When I run this line in the console, it runs fine and completes as expected. When I run this line inside of a .sh file, the line returns the following error.

Unknown options: --recursive

Here is my full .sh script.

echo "Test"
aws s3 cp s3://bucket/folder/ /home/ec2-user/ --recursive
echo "Test"
python /home/ec2-user/Run.py

If I manually add the Run.py file (not having it copied over from S3 as desired) and run the script I get the following output.

Test

Unknown options: --recursive
Test
Hello World

If I remove the files which are expected to be transferred by S3 out of the Linux environment and rely on the AWS S3 command I get the following output:

Test

Unknown options: --recursive
Test
python: can't open file '/home/ec2-user/Run.py': [Errno 2] No such file or directory

Note that there are multiple files that can be transferred inside of the specified S3 location. All of these files are transferred as expected when running the AWS command from the console.

I initially thought this was a line ending error, as I am copying the .sh file over from Windows. I have made sure that my line endings are working and we see this by the rest of the script running as expected. As a result, this issue seems isolated to the actual AWS command. If I remove the --recursive from the call, it will transfer over a single file successfully.

Any ideas on why the –recursive option would be working in the console but not in the .sh file?

P.s.

$ aws --version
aws-cli/2.1.15 Python/3.7.3 Linux/4.14.209-160.339.amzn2.x86_64 exe/x86_64.amzn.2 prompt/off

Advertisement

Answer

I think it is about the position of the option or you have somewhere the AWS CLI path which is pointing to older version because recursive option was added later. For me, it works both ways inside the shell script as well as the console.

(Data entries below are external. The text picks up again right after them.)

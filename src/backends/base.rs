//! Backend interfaces for the queue ledger, registry, leases and advisory locks.

use std::time::Duration;

use async_trait::async_trait;
use uuid::Uuid;

use crate::model::{
    Action, ActionId, ActionStatusCounters, DequeueOrder, FileId, FileRecord, LeaseId, Priority,
    QueueMode, QueueRecord, QueueStatus, QueuedFile, RevertSummary, StatusChange, Workflow,
    WorkflowId, WorkflowType, WorkerLease,
};

#[derive(Debug, thiserror::Error)]
pub enum QueueError {
    #[error("contention: {0}")]
    Contention(String),
    #[error("advisory lock `{name}` still held by {holder} after {waited_ms} ms")]
    LockTimeout {
        name: String,
        holder: String,
        waited_ms: u64,
    },
    #[error(
        "status mismatch for file {file_id} action {action_id}: expected {expected}, found {actual}"
    )]
    StatusMismatch {
        file_id: FileId,
        action_id: ActionId,
        expected: QueueStatus,
        actual: QueueStatus,
    },
    #[error("transition {from} -> {to} is not allowed for file {file_id} action {action_id}")]
    InvalidTransition {
        file_id: FileId,
        action_id: ActionId,
        from: QueueStatus,
        to: QueueStatus,
    },
    #[error("file {file_id} action {action_id} is not held by lease {lease_id}")]
    LeaseMismatch {
        file_id: FileId,
        action_id: ActionId,
        lease_id: LeaseId,
    },
    #[error("worker lease {0} is no longer registered; register the worker again")]
    LeaseLost(LeaseId),
    #[error("configuration: {0}")]
    Configuration(String),
    #[error("not found: {0}")]
    NotFound(String),
    #[error("invalid request: {0}")]
    InvalidRequest(String),
    #[error(transparent)]
    Sqlx(#[from] sqlx::Error),
    #[error(transparent)]
    Migrate(#[from] sqlx::migrate::MigrateError),
    #[error("{0}")]
    Message(String),
}

pub type QueueResult<T> = Result<T, QueueError>;

/// Coarse classification that drives the retry combinator.
#[derive(Clone, Copy, Debug, PartialEq, Eq)]
pub enum ErrorKind {
    /// Duplicate-row races and lock timeouts; re-run under the advisory lock.
    Contention,
    /// Deadlocks, serialization failures and dropped connections; retried with backoff.
    Transient,
    /// The ledger did not match the caller's expectation; re-run once under the lock.
    Invariant,
    /// Missing workflow/action or a malformed request; surfaced immediately.
    Configuration,
    Other,
}

impl QueueError {
    pub fn kind(&self) -> ErrorKind {
        match self {
            QueueError::Contention(_) | QueueError::LockTimeout { .. } => ErrorKind::Contention,
            QueueError::StatusMismatch { .. }
            | QueueError::InvalidTransition { .. }
            | QueueError::LeaseMismatch { .. } => ErrorKind::Invariant,
            QueueError::Configuration(_)
            | QueueError::LeaseLost(_)
            | QueueError::NotFound(_)
            | QueueError::InvalidRequest(_) => ErrorKind::Configuration,
            QueueError::Sqlx(err) => classify_sqlx(err),
            QueueError::Migrate(_) | QueueError::Message(_) => ErrorKind::Other,
        }
    }

    pub fn is_transient(&self) -> bool {
        self.kind() == ErrorKind::Transient
    }

    /// Contention and invariant violations are worth one more attempt under the lock.
    pub fn escalates(&self) -> bool {
        matches!(self.kind(), ErrorKind::Contention | ErrorKind::Invariant)
    }
}

pub(crate) fn sqlstate(err: &sqlx::Error) -> Option<String> {
    match err {
        sqlx::Error::Database(db_err) => db_err.code().map(|code| code.into_owned()),
        _ => None,
    }
}

pub(crate) fn is_unique_violation(err: &sqlx::Error) -> bool {
    sqlstate(err).as_deref() == Some("23505")
}

fn classify_sqlx(err: &sqlx::Error) -> ErrorKind {
    if let Some(code) = sqlstate(err) {
        return match code.as_str() {
            // deadlock_detected, serialization_failure
            "40P01" | "40001" => ErrorKind::Transient,
            // unique_violation, lock_not_available
            "23505" | "55P03" => ErrorKind::Contention,
            // connection_exception class, admin_shutdown, cannot_connect_now
            code if code.starts_with("08") => ErrorKind::Transient,
            "57P01" | "57P03" => ErrorKind::Transient,
            _ => ErrorKind::Other,
        };
    }
    match err {
        sqlx::Error::Io(_)
        | sqlx::Error::PoolTimedOut
        | sqlx::Error::PoolClosed
        | sqlx::Error::WorkerCrashed => ErrorKind::Transient,
        _ => ErrorKind::Other,
    }
}

/// Whether an operation runs optimistically or while holding its advisory lock.
#[derive(Clone, Copy, Debug, PartialEq, Eq)]
pub enum LockMode {
    Unlocked,
    Locked,
}

/// Result of one attempt to take a named advisory lock.
#[derive(Clone, Debug, PartialEq, Eq)]
pub enum LockAttempt {
    Acquired,
    /// The previous holder's row had expired and now belongs to the caller.
    Stolen { previous_owner: Uuid },
    Busy { owner: Option<Uuid> },
}

#[derive(Clone, Debug)]
pub struct NewWorkflow {
    pub name: String,
    pub workflow_type: WorkflowType,
    pub track_history: bool,
}

#[derive(Clone, Debug)]
pub struct NewAction {
    pub name: String,
    pub workflow_id: Option<WorkflowId>,
}

/// Which actions a name lookup may match.
#[derive(Clone, Copy, Debug, PartialEq, Eq)]
pub enum ActionScope {
    Workflow(WorkflowId),
    /// Legacy actions with no workflow.
    Global,
    /// Every action with the name, across all workflows and the legacy scope.
    Any,
}

/// Put a file on an action's queue, creating the file row on first reference.
#[derive(Clone, Debug)]
pub struct EnqueueFile {
    pub path: String,
    pub size_bytes: Option<i64>,
    pub page_count: Option<i32>,
    pub action_id: ActionId,
    pub workflow_id: Option<WorkflowId>,
    pub priority: Option<Priority>,
    /// Re-queue even when the record is currently Processing.
    pub force: bool,
}

#[derive(Clone, Debug, PartialEq, Eq)]
pub struct EnqueueOutcome {
    pub file_id: FileId,
    pub previous: QueueStatus,
    pub status: QueueStatus,
    pub queued: bool,
}

/// Move one queue record to a new status.
#[derive(Clone, Debug)]
pub struct StatusTransition {
    pub file_id: FileId,
    pub action_id: ActionId,
    pub to: QueueStatus,
    /// Rejected unless the ledger holds this status at write time.
    pub expected_from: Option<QueueStatus>,
    /// Skip edge, expectation and lease checks.
    pub force: bool,
    /// The caller's lease; checked when the record is Processing.
    pub lease_id: Option<LeaseId>,
    pub comment: Option<String>,
    pub user: Option<String>,
    pub priority: Option<Priority>,
}

impl StatusTransition {
    pub fn new(file_id: FileId, action_id: ActionId, to: QueueStatus) -> Self {
        Self {
            file_id,
            action_id,
            to,
            expected_from: None,
            force: false,
            lease_id: None,
            comment: None,
            user: None,
            priority: None,
        }
    }
}

#[derive(Clone, Debug, PartialEq, Eq)]
pub struct TransitionOutcome {
    pub previous: QueueStatus,
    pub status: QueueStatus,
    pub changed: bool,
}

/// Set every file of one action's workflow to a status.
#[derive(Clone, Debug)]
pub struct BulkStatusChange {
    pub action_id: ActionId,
    pub to: QueueStatus,
    pub user: Option<String>,
    pub priority: Option<Priority>,
}

/// Claim settings for one dequeue call.
#[derive(Clone, Debug)]
pub struct DequeueClaim {
    pub action_ids: Vec<ActionId>,
    pub lease_id: LeaseId,
    pub max_count: usize,
    pub mode: QueueMode,
    pub order: DequeueOrder,
    /// Leases silent for longer than this no longer protect their rows.
    pub lease_timeout: Duration,
}

#[derive(Clone, Debug)]
pub struct NewLease {
    pub id: LeaseId,
    pub session_id: Uuid,
    pub machine: String,
    pub process_id: i64,
}

/// Named advisory locks stored as rows keyed by name.
#[async_trait]
pub trait LockBackend: Send + Sync {
    async fn try_acquire_lock(
        &self,
        name: &str,
        owner: Uuid,
        expiry: Duration,
    ) -> QueueResult<LockAttempt>;

    /// Returns false when the caller did not hold the lock.
    async fn release_lock(&self, name: &str, owner: Uuid) -> QueueResult<bool>;
}

/// Workflow and action registry.
#[async_trait]
pub trait RegistryBackend: Send + Sync {
    async fn get_or_create_workflow(
        &self,
        workflow: &NewWorkflow,
        mode: LockMode,
    ) -> QueueResult<Workflow>;

    async fn find_workflow(&self, name: &str) -> QueueResult<Option<Workflow>>;

    async fn list_workflows(&self) -> QueueResult<Vec<Workflow>>;

    async fn set_workflow_history(
        &self,
        workflow_id: WorkflowId,
        track_history: bool,
    ) -> QueueResult<()>;

    async fn get_or_create_action(&self, action: &NewAction, mode: LockMode)
    -> QueueResult<Action>;

    async fn find_actions(&self, name: &str, scope: ActionScope) -> QueueResult<Vec<Action>>;

    async fn list_actions(&self, workflow_id: Option<WorkflowId>) -> QueueResult<Vec<Action>>;
}

/// Per (file, action) status ledger.
#[async_trait]
pub trait LedgerBackend: Send + Sync {
    async fn enqueue_file(&self, request: &EnqueueFile, mode: LockMode)
    -> QueueResult<EnqueueOutcome>;

    async fn transition(
        &self,
        request: &StatusTransition,
        mode: LockMode,
    ) -> QueueResult<TransitionOutcome>;

    /// Returns how many records changed.
    async fn set_status_for_action(
        &self,
        change: &BulkStatusChange,
        mode: LockMode,
    ) -> QueueResult<u64>;

    async fn get_record(
        &self,
        file_id: FileId,
        action_id: ActionId,
    ) -> QueueResult<Option<QueueRecord>>;

    async fn find_file(&self, path: &str) -> QueueResult<Option<FileRecord>>;

    async fn set_file_deleted(&self, file_id: FileId, deleted: bool) -> QueueResult<()>;

    /// Removes the file and all of its queue records. Returns false if it did not exist.
    async fn purge_file(&self, file_id: FileId) -> QueueResult<bool>;

    async fn status_history(
        &self,
        file_id: FileId,
        action_id: ActionId,
    ) -> QueueResult<Vec<StatusChange>>;
}

#[async_trait]
pub trait DequeueBackend: Send + Sync {
    async fn dequeue(&self, claim: &DequeueClaim, mode: LockMode) -> QueueResult<Vec<QueuedFile>>;
}

/// Worker leases and the revert of work held by dead leases.
#[async_trait]
pub trait LeaseBackend: Send + Sync {
    async fn register_lease(&self, lease: &NewLease) -> QueueResult<WorkerLease>;

    /// Returns false once the lease row is gone.
    async fn heartbeat(&self, lease_id: LeaseId) -> QueueResult<bool>;

    async fn get_lease(&self, lease_id: LeaseId) -> QueueResult<Option<WorkerLease>>;

    /// Deletes the lease and reverts its Processing records; `None` if it was already gone.
    async fn unregister_lease(&self, lease_id: LeaseId) -> QueueResult<Option<RevertSummary>>;

    /// Leases whose last heartbeat is older than `timeout`, measured on the
    /// backend's own clock.
    async fn stale_leases(&self, timeout: Duration) -> QueueResult<Vec<WorkerLease>>;

    /// Like `unregister_lease`, but only while the lease is still stale and not
    /// being reverted by someone else.
    async fn revert_stale_lease(
        &self,
        lease_id: LeaseId,
        timeout: Duration,
    ) -> QueueResult<Option<RevertSummary>>;
}

#[async_trait]
pub trait StatsBackend: Send + Sync {
    async fn action_statistics(
        &self,
        action_ids: &[ActionId],
    ) -> QueueResult<Vec<ActionStatusCounters>>;

    /// Rebuilds counters from the ledger. An empty slice means every action.
    /// Returns the number of counter rows written.
    async fn recalc_statistics(&self, action_ids: &[ActionId]) -> QueueResult<u64>;
}

/// Everything a queue context needs from its store.
#[async_trait]
pub trait QueueBackend:
    LockBackend + RegistryBackend + LedgerBackend + DequeueBackend + LeaseBackend + StatsBackend
{
    fn name(&self) -> &'static str;

    async fn close(&self) {}
}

aws s3 cp --recursive  s3://bucket/folder/ /home/ec2-user/ 

$ aws --version
aws-cli/2.1.6 Python/3.7.4 Darwin/20.2.0 exe/x86_64 prompt/off

Try printing the version inside the shell script.

cp –recursive method lists source path and copies (overwrites) all to the destination path.

Plus instead of doing recursive use sync.sync recursively copies new and updated files from the source directory to the destination. Only creates folders in the destination if they contain one or more files.

aws s3 sync 3://bucket/folder/ /home/ec2-user/

sync method first lists both source and destination paths and copies only differences (name, size etc.).